In this study, we reconstructed a relationship between lake cress and species belonging to the genus Rorippa to clarify their phylogenetic position by analyzing multiple regions of cpDNA. Moreover, we analyzed the chromosome number of lake cress to elucidate the evolutionary origin of the species. Our results indicated that lake cress is a member of Rorippa and confirmed that the species should be treated as Rorippa aquatica (Eaton) EJ Palmer & Steyermark, as indicated by previous taxonomic studies [17,18].

2. Materials and Methods

2.1. Plant Materials

Seventeen samples were investigated in this study (Table 1). R. aquatica were grown at the Kyoto Sangyo University, Japan, and planted in soil in growth chambers. Plants were grown at 20˚C with continuous light. Voucher specimens for all newly sequenced taxa were deposited in the following herbaria: Herbarium of the University of Tokyo (TI), Japan, and Herbarium of the National Museum of Nature and Science (TNS), Japan. Nasturtium officinale and Cardamine hirsuta were selected as outgroup according to the taxonomic classification of Les [11].

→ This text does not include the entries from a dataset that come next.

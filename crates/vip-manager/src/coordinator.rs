//! Shared desired state and wake-up scheduling.
//!
//! The desired "hold the VIP" flag lives in a latest-value-wins cell: a new
//! write overwrites any value the reconciler has not looked at yet, and every
//! write wakes the reconciler. Leadership updates wake it only when the flag
//! flips; the periodic recheck wakes it unconditionally so that external
//! changes to the interface get repaired.

use crate::address::AddressBackend;
use crate::reconciler::{ReconcileStats, Reconciler};
use std::sync::Arc;
use std::time::Duration;
use tokio::sync::{mpsc, watch};
use tokio::time::{MissedTickBehavior, interval};
use tokio_util::sync::CancellationToken;
use tracing::{debug, error, info, warn};

/// Shortest accepted recheck interval
pub const MIN_RECHECK_INTERVAL: Duration = Duration::from_millis(10);

/// Owner of the desired state
pub struct StateCoordinator {
    desired: watch::Sender<bool>,
    recheck_interval: Duration,
}

impl StateCoordinator {
    /// Create a coordinator. The node starts as "not leader".
    ///
    /// Intervals below `MIN_RECHECK_INTERVAL` are raised to it.
    pub fn new(recheck_interval: Duration) -> Self {
        if recheck_interval < MIN_RECHECK_INTERVAL {
            warn!(
                requested_ms = recheck_interval.as_millis(),
                "Recheck interval too short, using {}ms",
                MIN_RECHECK_INTERVAL.as_millis()
            );
        }
        let recheck_interval = recheck_interval.max(MIN_RECHECK_INTERVAL);
        let (desired, _) = watch::channel(false);
        Self {
            desired,
            recheck_interval,
        }
    }

    /// Current desired state
    pub fn desired(&self) -> bool {
        *self.desired.borrow()
    }

    /// Observe desired state changes
    pub fn subscribe(&self) -> watch::Receiver<bool> {
        self.desired.subscribe()
    }

    /// Record a leadership update. Wakes the reconciler and returns true only
    /// if the desired state changed.
    pub fn publish(&self, leader: bool) -> bool {
        self.desired.send_if_modified(|current| {
            if *current == leader {
                return false;
            }
            *current = leader;
            true
        })
    }

    /// Wake the reconciler without changing the desired state
    pub fn recheck(&self) {
        self.desired.send_modify(|_| {});
    }

    /// Drive the reconciler from a leadership stream until cancelled.
    ///
    /// Spawns the one reconciler for this coordinator, feeds it leadership
    /// updates and periodic rechecks, and on cancellation drops the desired
    /// state to "not leader", wakes it a last time and waits for it to finish
    /// its final release.
    pub async fn sync_states(
        self,
        mut states: mpsc::Receiver<bool>,
        backend: Arc<dyn AddressBackend>,
        cancel: CancellationToken,
    ) -> ReconcileStats {
        let reconciler = Reconciler::new(backend, self.desired.subscribe(), cancel.clone());
        let mut reconciler_handle = tokio::spawn(reconciler.run());

        let mut recheck_timer = interval(self.recheck_interval);
        recheck_timer.set_missed_tick_behavior(MissedTickBehavior::Delay);
        recheck_timer.tick().await; // Skip first immediate tick

        info!(
            recheck_interval_ms = self.recheck_interval.as_millis(),
            "State coordinator started"
        );

        let mut states_open = true;
        loop {
            tokio::select! {
                state = states.recv(), if states_open => match state {
                    Some(leader) => {
                        if self.publish(leader) {
                            info!(leader, "Desired state changed");
                        }
                    }
                    None => {
                        warn!("Leadership stream closed, continuing with periodic rechecks only");
                        states_open = false;
                    }
                },

                _ = recheck_timer.tick() => {
                    debug!("Periodic recheck");
                    self.recheck();
                }

                result = &mut reconciler_handle => {
                    return match result {
                        Ok(stats) if cancel.is_cancelled() => stats,
                        Ok(stats) => {
                            error!("Reconciler exited before cancellation");
                            stats
                        }
                        Err(e) => {
                            error!(error = %e, "Reconciler task failed");
                            ReconcileStats::default()
                        }
                    };
                }

                _ = cancel.cancelled() => break,
            }
        }

        info!("State coordinator cancelled, waiting for reconciler");
        self.desired.send_modify(|desired| *desired = false);

        match reconciler_handle.await {
            Ok(stats) => stats,
            Err(e) => {
                error!(error = %e, "Reconciler task failed");
                ReconcileStats::default()
            }
        }
    }
}

#[cfg(test)]
mod tests {
    use super::*;
    use crate::address::{ChangeOutcome, MockAddressBackend};

    #[test]
    fn test_initial_state_is_not_leader() {
        let coordinator = StateCoordinator::new(Duration::from_secs(10));
        assert!(!coordinator.desired());
    }

    #[test]
    fn test_publish_only_reports_changes() {
        let coordinator = StateCoordinator::new(Duration::from_secs(10));

        assert!(!coordinator.publish(false));
        assert!(coordinator.publish(true));
        assert!(!coordinator.publish(true));
        assert!(coordinator.desired());
        assert!(coordinator.publish(false));
    }

    #[tokio::test]
    async fn test_recheck_wakes_without_change() {
        let coordinator = StateCoordinator::new(Duration::from_secs(10));
        let mut rx = coordinator.subscribe();

        coordinator.recheck();
        tokio::time::timeout(Duration::from_millis(100), rx.changed())
            .await
            .expect("Recheck should wake subscribers")
            .unwrap();
        assert!(!*rx.borrow_and_update());
    }

    #[tokio::test]
    async fn test_same_value_does_not_wake() {
        let coordinator = StateCoordinator::new(Duration::from_secs(10));
        let mut rx = coordinator.subscribe();

        coordinator.publish(false);
        let woke = tokio::time::timeout(Duration::from_millis(50), rx.changed()).await;
        assert!(woke.is_err());
    }

    #[tokio::test]
    async fn test_latest_value_wins() {
        let coordinator = StateCoordinator::new(Duration::from_secs(10));
        let mut rx = coordinator.subscribe();

        for leader in [true, false, true, false, true] {
            coordinator.publish(leader);
        }

        rx.changed().await.unwrap();
        assert!(*rx.borrow_and_update());
        // Intermediate values are not queued
        let again = tokio::time::timeout(Duration::from_millis(50), rx.changed()).await;
        assert!(again.is_err());
    }

    #[tokio::test]
    async fn test_zero_recheck_interval_is_clamped() {
        let coordinator = StateCoordinator::new(Duration::ZERO);
        assert_eq!(coordinator.recheck_interval, MIN_RECHECK_INTERVAL);

        let mut backend = MockAddressBackend::new();
        backend.expect_query().returning(|| Ok(false));
        backend
            .expect_deconfigure()
            .times(1)
            .returning(|| Ok(ChangeOutcome::AlreadyInState));

        let (_states, states_rx) = mpsc::channel(1);
        let cancel = CancellationToken::new();
        let run = tokio::spawn(coordinator.sync_states(states_rx, Arc::new(backend), cancel.clone()));

        tokio::time::sleep(Duration::from_millis(50)).await;
        cancel.cancel();

        let stats = tokio::time::timeout(Duration::from_secs(1), run)
            .await
            .expect("Coordinator did not stop")
            .expect("Coordinator panicked");
        assert!(stats.passes > 1, "Recheck ticks keep waking the reconciler");
        assert_eq!(stats.deconfigures, 1);
    }
}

2.2. DNA Extraction, Amplification, and Sequencing

Total DNAs were isolated from 100 mg fresh leaves or 30 mg dried leaf specimens by using a DNeasy plant Mini Kit (QIAGEN, USA). The isolated DNA was resuspended in Tris-EDTA (TE) buffer and stored at −20˚C

Table 1. List of species, voucher numbers, and accession numbers of plant materials. Herbarium acronyms follow Index Herbariorum Part I [34].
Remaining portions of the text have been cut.